Our main components (or first level components, located in app/components/pages) are the ones mapped with the routes. They are plain Mithril components, Javascript objects that contain a view method (the function that renders a virtual DOM vnode into a real DOM element) and other optional lifecycle methods, among which the most important is the oninit, which can be considered as the controller of our component (it is run only once and before the view is rendered).

Our typical main component will look like this:

const m = require('mithril');
const Footer = require('../components/Footer.js');
const Header = require('../components/Header.js');
const LoadingDots = require('../components/LoadingDots.js');
const Layout = require('../components/Layout.js');
const NotFound = require('./NotFound.js');
const resources = require('../resources.js');

module.exports = {
    oninit: vnode => new Promise((resolve) => {
        vnode.state.loading = true;
        resources.getSomething() // any async data fetching
            .then((content) => {
                vnode.state.content = content;
                vnode.state.loading = false;
                m.redraw();
                resolve();
            })
            .catch((err) => {
                vnode.state.error = err;
                m.redraw();
                resolve();
            });
    }),

    view: vnode => vnode.state.error ? m(NotFound) : m(Layout, [
        m(Header),
        m('main', [
            vnode.state.loading ? m(LoadingDots) : vnode.state.content
        ]),
        m(Footer)
    ])
};

In the oninit function we will typically need to async fetch remote content data: in this simplified example we are passing down the fetched data to the view via vnode.state, component's vnode internal state. In the view we pass it down to the Layout component as argument, inside the entire vnode tree of the page (together with the Header and the Footer); otherwise, in case of errors, we are going to render a different component (Error - more on this later).

Blocking vs non-blocking data flow

Since the rendering sequences for server-side web and client-side web are different (the first is blocking, the second is async), we need to set a slightly different behaviour in the corresponding code.

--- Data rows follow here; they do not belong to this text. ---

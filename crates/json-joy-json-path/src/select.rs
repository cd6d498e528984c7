//! Selector primitives used by both execution strategies.

use crate::value::{PathStep, ValueNode};
use serde_json::Value;
use std::rc::Rc;

pub(crate) type NodeRef<'a> = Rc<ValueNode<'a>>;

pub(crate) fn child<'a>(parent: &NodeRef<'a>, step: PathStep, data: &'a Value) -> NodeRef<'a> {
    Rc::new(ValueNode::new(Some(Rc::clone(parent)), step, data))
}

/// Pushes the member `name` of an object node.
pub(crate) fn select_name<'a>(node: &NodeRef<'a>, name: &str, out: &mut Vec<NodeRef<'a>>) {
    if let Value::Object(map) = node.data {
        if let Some(value) = map.get(name) {
            out.push(child(node, PathStep::Key(name.to_string()), value));
        }
    }
}

/// Resolves a possibly negative index against an array length.
pub(crate) fn normalize_index(index: i64, len: usize) -> Option<usize> {
    let len = len as i64;
    let index = if index < 0 { index + len } else { index };
    if (0..len).contains(&index) {
        Some(index as usize)
    } else {
        None
    }
}

pub(crate) fn select_index<'a>(node: &NodeRef<'a>, index: i64, out: &mut Vec<NodeRef<'a>>) {
    if let Value::Array(items) = node.data {
        if let Some(idx) = normalize_index(index, items.len()) {
            out.push(child(node, PathStep::Index(idx), &items[idx]));
        }
    }
}

pub(crate) fn select_wildcard<'a>(node: &NodeRef<'a>, out: &mut Vec<NodeRef<'a>>) {
    match node.data {
        Value::Array(items) => {
            for (idx, value) in items.iter().enumerate() {
                out.push(child(node, PathStep::Index(idx), value));
            }
        }
        Value::Object(map) => {
            for (key, value) in map {
                out.push(child(node, PathStep::Key(key.clone()), value));
            }
        }
        _ => {}
    }
}

/// Array positions visited by `[start:end:step]` on an array of `len`.
///
/// `step == 0` selects nothing. Defaults and clamping depend on the sign of
/// the step.
pub fn slice_indices(start: Option<i64>, end: Option<i64>, step: Option<i64>, len: usize) -> Vec<usize> {
    let step = step.unwrap_or(1);
    if step == 0 {
        return Vec::new();
    }
    let len = len as i64;
    let normalize = |i: i64| if i < 0 { i + len } else { i };
    let mut indices = Vec::new();
    if step > 0 {
        let lower = normalize(start.unwrap_or(0)).clamp(0, len);
        let upper = normalize(end.unwrap_or(len)).clamp(0, len);
        let mut i = lower;
        while i < upper {
            indices.push(i as usize);
            i = match i.checked_add(step) {
                Some(next) => next,
                None => break,
            };
        }
    } else {
        let upper = normalize(start.unwrap_or(len - 1)).clamp(-1, len - 1);
        let lower = normalize(end.unwrap_or(-len - 1)).clamp(-1, len - 1);
        let mut i = upper;
        while lower < i {
            indices.push(i as usize);
            i = match i.checked_add(step) {
                Some(next) => next,
                None => break,
            };
        }
    }
    indices
}

pub(crate) fn select_slice<'a>(node: &NodeRef<'a>, indices: impl IntoIterator<Item = usize>, out: &mut Vec<NodeRef<'a>>) {
    if let Value::Array(items) = node.data {
        for idx in indices {
            out.push(child(node, PathStep::Index(idx), &items[idx]));
        }
    }
}

/// Candidates a filter selector tests against `node`.
///
/// Array elements and object members are the candidates. When `at_root` is
/// set, `node` is the only input of the first segment of a query and an
/// object there is tested as a whole.
pub(crate) fn filter_candidates<'a>(node: &NodeRef<'a>, at_root: bool) -> Vec<NodeRef<'a>> {
    match node.data {
        Value::Object(_) if at_root => vec![Rc::clone(node)],
        Value::Array(_) | Value::Object(_) => {
            let mut out = Vec::new();
            select_wildcard(node, &mut out);
            out
        }
        _ => Vec::new(),
    }
}

/// Collects `node` and all of its descendants in pre-order.
pub(crate) fn descendants<'a>(node: &NodeRef<'a>, out: &mut Vec<NodeRef<'a>>) {
    out.push(Rc::clone(node));
    let mut children = Vec::new();
    select_wildcard(node, &mut children);
    for c in &children {
        descendants(c, out);
    }
}

/// Turns internal node handles into owned result nodes.
pub(crate) fn into_results<'a>(nodes: Vec<NodeRef<'a>>) -> Vec<ValueNode<'a>> {
    nodes.into_iter().map(Rc::unwrap_or_clone).collect()
}

#[cfg(test)]
mod tests {
    use super::*;

    #[test]
    fn test_filter_candidates_root_flag() {
        let doc = serde_json::json!({"a": 1, "b": [2]});
        let root = Rc::new(ValueNode::root(&doc));
        let whole = filter_candidates(&root, true);
        assert_eq!(whole.len(), 1);
        assert_eq!(whole[0].data, &doc);
        let members: Vec<&Value> = filter_candidates(&root, false).iter().map(|n| n.data).collect();
        assert_eq!(members, vec![&doc["a"], &doc["b"]]);
        assert_eq!(filter_candidates(&root, false)[1].pointer(), "$['b']");
        let array = serde_json::json!([1, 2]);
        assert_eq!(filter_candidates(&Rc::new(ValueNode::root(&array)), true).len(), 2);
    }

    #[test]
    fn test_index_normalization() {
        assert_eq!(normalize_index(0, 3), Some(0));
        assert_eq!(normalize_index(-1, 3), Some(2));
        assert_eq!(normalize_index(-3, 3), Some(0));
        assert_eq!(normalize_index(-4, 3), None);
        assert_eq!(normalize_index(3, 3), None);
        assert_eq!(normalize_index(0, 0), None);
    }

    #[test]
    fn test_slice_bounds() {
        assert_eq!(slice_indices(None, None, None, 4), vec![0, 1, 2, 3]);
        assert_eq!(slice_indices(None, None, Some(-1), 4), vec![3, 2, 1, 0]);
        assert_eq!(slice_indices(Some(5), Some(1), Some(-2), 7), vec![5, 3]);
        assert_eq!(slice_indices(Some(1), Some(5), Some(0), 7), Vec::<usize>::new());
        assert_eq!(slice_indices(Some(-2), None, None, 7), vec![5, 6]);
        assert_eq!(slice_indices(Some(-100), Some(100), Some(3), 7), vec![0, 3, 6]);
        assert_eq!(slice_indices(Some(100), Some(-100), Some(-3), 7), vec![6, 3, 0]);
        assert_eq!(slice_indices(None, None, Some(-1), 0), Vec::<usize>::new());
        assert_eq!(slice_indices(Some(0), None, Some(i64::MAX), 3), vec![0]);
        assert_eq!(slice_indices(None, None, Some(i64::MIN), 3), vec![2]);
    }
}
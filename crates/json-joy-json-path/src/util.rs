//! JSONPath utility helpers.
//!
//! Rendering goes through `Display`, and the text it produces parses back to
//! an equal AST for anything the parser itself produced.

use crate::parser::is_name_char;
use crate::types::*;
use crate::value::escape_normalized_name;
use std::fmt::{self, Display, Formatter, Write};

/// Convert JSONPath AST to string representation.
pub fn json_path_to_string(path: &JSONPath) -> String {
    path.to_string()
}

/// Compare two JSONPath ASTs for structural equality.
pub fn json_path_equals(path1: &JSONPath, path2: &JSONPath) -> bool {
    path1 == path2
}

/// Return property names explicitly referenced by name selectors, including
/// names under `..`. Names inside filters are not included.
pub fn get_accessed_properties(path: &JSONPath) -> Vec<String> {
    fn collect(selector: &Selector, properties: &mut Vec<String>) {
        match selector {
            Selector::Name(name) => properties.push(name.clone()),
            Selector::RecursiveDescent(inner) => collect(inner, properties),
            _ => {}
        }
    }

    let mut properties = Vec::new();
    for segment in &path.segments {
        for selector in &segment.selectors {
            collect(selector, &mut properties);
        }
    }
    properties
}

impl Display for JSONPath {
    fn fmt(&self, f: &mut Formatter<'_>) -> fmt::Result {
        f.write_char('$')?;
        write_segments(f, &self.segments)
    }
}

fn write_segments(f: &mut Formatter<'_>, segments: &[PathSegment]) -> fmt::Result {
    for segment in segments {
        write!(f, "{segment}")?;
    }
    Ok(())
}

impl Display for PathSegment {
    fn fmt(&self, f: &mut Formatter<'_>) -> fmt::Result {
        if self.is_recursive() {
            f.write_str("..")?;
            let inner: Vec<&Selector> = self
                .selectors
                .iter()
                .map(|selector| match selector {
                    Selector::RecursiveDescent(inner) => inner.as_ref(),
                    other => other,
                })
                .collect();
            return match inner.as_slice() {
                [Selector::Name(name)] if is_identifier(name) => f.write_str(name),
                [Selector::Wildcard] => f.write_char('*'),
                _ => write_bracket(f, inner.iter().copied()),
            };
        }
        match self.selectors.as_slice() {
            [Selector::Name(name)] if is_identifier(name) => write!(f, ".{name}"),
            [Selector::Wildcard] => f.write_str(".*"),
            _ => write_bracket(f, self.selectors.iter()),
        }
    }
}

fn write_bracket<'s>(f: &mut Formatter<'_>, selectors: impl IntoIterator<Item = &'s Selector>) -> fmt::Result {
    f.write_char('[')?;
    for (i, selector) in selectors.into_iter().enumerate() {
        if i > 0 {
            f.write_str(", ")?;
        }
        write!(f, "{selector}")?;
    }
    f.write_char(']')
}

/// Renders a selector as it appears inside brackets.
impl Display for Selector {
    fn fmt(&self, f: &mut Formatter<'_>) -> fmt::Result {
        match self {
            Selector::Name(name) => write_quoted(f, name),
            Selector::Index(index) => write!(f, "{index}"),
            Selector::Slice { start, end, step } => {
                if let Some(start) = start {
                    write!(f, "{start}")?;
                }
                f.write_char(':')?;
                if let Some(end) = end {
                    write!(f, "{end}")?;
                }
                if let Some(step) = step {
                    write!(f, ":{step}")?;
                }
                Ok(())
            }
            Selector::Wildcard => f.write_char('*'),
            Selector::Filter(expr) => write!(f, "?{expr}"),
            Selector::RecursiveDescent(inner) => write!(f, "..[{inner}]"),
        }
    }
}

fn write_quoted(f: &mut Formatter<'_>, name: &str) -> fmt::Result {
    let mut escaped = String::with_capacity(name.len() + 2);
    escaped.push('\'');
    escape_normalized_name(name, &mut escaped);
    escaped.push('\'');
    f.write_str(&escaped)
}

fn is_identifier(name: &str) -> bool {
    let mut chars = name.chars();
    match chars.next() {
        Some(c) if c.is_alphabetic() || c == '_' => {}
        _ => return false,
    }
    chars.all(is_name_char)
}

fn write_anchor(f: &mut Formatter<'_>, anchor: PathAnchor) -> fmt::Result {
    f.write_char(match anchor {
        PathAnchor::Current => '@',
        PathAnchor::Root => '$',
    })
}

/// Binding strength, used to decide where parentheses are needed.
fn precedence(expr: &FilterExpression) -> u8 {
    match expr {
        FilterExpression::Logical {
            operator: LogicalOperator::Or,
            ..
        } => 1,
        FilterExpression::Logical {
            operator: LogicalOperator::And,
            ..
        } => 2,
        _ => 3,
    }
}

fn write_operand(f: &mut Formatter<'_>, expr: &FilterExpression, min: u8) -> fmt::Result {
    if precedence(expr) < min {
        write!(f, "({expr})")
    } else {
        write!(f, "{expr}")
    }
}

impl Display for FilterExpression {
    fn fmt(&self, f: &mut Formatter<'_>) -> fmt::Result {
        match self {
            FilterExpression::Comparison { operator, left, right } => {
                write!(f, "{left} {} {right}", operator.as_str())
            }
            FilterExpression::Logical { operator, left, right } => {
                let own = precedence(self);
                write_operand(f, left, own)?;
                write!(f, " {} ", operator.as_str())?;
                write_operand(f, right, own + 1)
            }
            FilterExpression::Existence { anchor, path } => {
                write_anchor(f, *anchor)?;
                write_segments(f, &path.segments)
            }
            FilterExpression::Function { name, args } => write_call(f, name, args),
            FilterExpression::Paren(inner) => write!(f, "({inner})"),
            FilterExpression::Negation(inner) => {
                f.write_char('!')?;
                write_operand(f, inner, 3)
            }
        }
    }
}

impl Display for ValueExpression {
    fn fmt(&self, f: &mut Formatter<'_>) -> fmt::Result {
        match self {
            ValueExpression::Current => f.write_char('@'),
            ValueExpression::Root => f.write_char('$'),
            ValueExpression::Literal(value) => write!(f, "{value}"),
            ValueExpression::Path { anchor, path } => {
                write_anchor(f, *anchor)?;
                write_segments(f, &path.segments)
            }
            ValueExpression::Function { name, args } => write_call(f, name, args),
        }
    }
}

fn write_call(f: &mut Formatter<'_>, name: &str, args: &[FunctionArg]) -> fmt::Result {
    write!(f, "{name}(")?;
    for (i, arg) in args.iter().enumerate() {
        if i > 0 {
            f.write_str(", ")?;
        }
        match arg {
            FunctionArg::Value(expr) => write!(f, "{expr}")?,
            FunctionArg::Filter(expr) => write!(f, "{expr}")?,
            FunctionArg::Path(path) => {
                f.write_char('@')?;
                write_segments(f, &path.segments)?;
            }
        }
    }
    f.write_char(')')
}
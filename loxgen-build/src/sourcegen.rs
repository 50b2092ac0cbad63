//! Writing generated sources to disk.

use std::{
  fs::{self, File},
  io::{self, Write},
  path::{Path, PathBuf},
};

pub const EXTENSION: &str = "hpp";

/// The file a grammar named `base_name` is generated into.
pub fn output_file(out_dir: &Path, base_name: &str) -> PathBuf {
  out_dir.join(format!("{}.{EXTENSION}", base_name.to_lowercase()))
}

/// Writes `contents` to `file`, unless it already holds exactly that text.
///
/// Returns `true` if the file was written.
pub fn ensure_file_contents(file: &Path, contents: &str) -> io::Result<bool> {
  if let Ok(old_contents) = fs::read_to_string(file) {
    if old_contents == contents {
      info!("{} is up to date", file.display());
      return Ok(false);
    }
  }

  info!("updating {}", file.display());

  let mut out = File::create(file)?;
  out.write_all(contents.as_bytes())?;
  out.flush()?;
  Ok(true)
}
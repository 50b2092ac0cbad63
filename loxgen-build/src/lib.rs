//! Generates the AST node definitions of the lox interpreter from a compact
//! grammar description.
//!
//! ```no_run
//! use loxgen_build::{ast_src::EXPR_SRC, Style};
//!
//! let path = loxgen_build::generate("src".as_ref(), &EXPR_SRC, Style::Visitor).unwrap();
//! assert!(path.ends_with("expr.hpp"));
//! ```

use std::{
  io,
  path::{Path, PathBuf},
};

use thiserror::Error;

pub mod ast_src;
pub mod sourcegen;
mod sourcegen_ast;

pub use ast_src::{AstDefSrc, AstSrc, GrammarError};
pub use sourcegen_ast::{generate_ast, Style};

#[macro_use]
extern crate log;

#[derive(Error, Debug)]
pub enum Error {
  #[error("invalid grammar: {0}")]
  Grammar(#[from] GrammarError),

  #[error("could not write {}: {source}", .path.display())]
  Io { path: PathBuf, source: io::Error },
}

/// Generates the header for `def` into `out_dir`, returning the path of the
/// generated file.
pub fn generate(out_dir: &Path, def: &AstDefSrc<'_>, style: Style) -> Result<PathBuf, Error> {
  let ast = AstSrc::lower(def)?;
  let contents = generate_ast(&ast, style);

  let path = sourcegen::output_file(out_dir, &ast.base_name);
  debug!("generating {} nodes in {style} style", ast.nodes.len());

  sourcegen::ensure_file_contents(&path, &contents)
    .map_err(|source| Error::Io { path: path.clone(), source })?;

  Ok(path)
}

On the server side, Express needs to know when all our async operations in the oninit are done before proceeding with the rendering of the resulting view. We build then our main components as async components: the oninit function is returning a Promise, and we just have to resolve it by calling resolve() when our async calls are complete (successfully or not).

On the client side, the view function runs for the first time before the async fetch is completed, showing a loading animation as default (the vnode.state.loading loading flag is set to true). Same as before, when the async calls are completed, we set the loading flag as false and we finally call Mithril's m.redraw() to manually trigger a DOM redraw.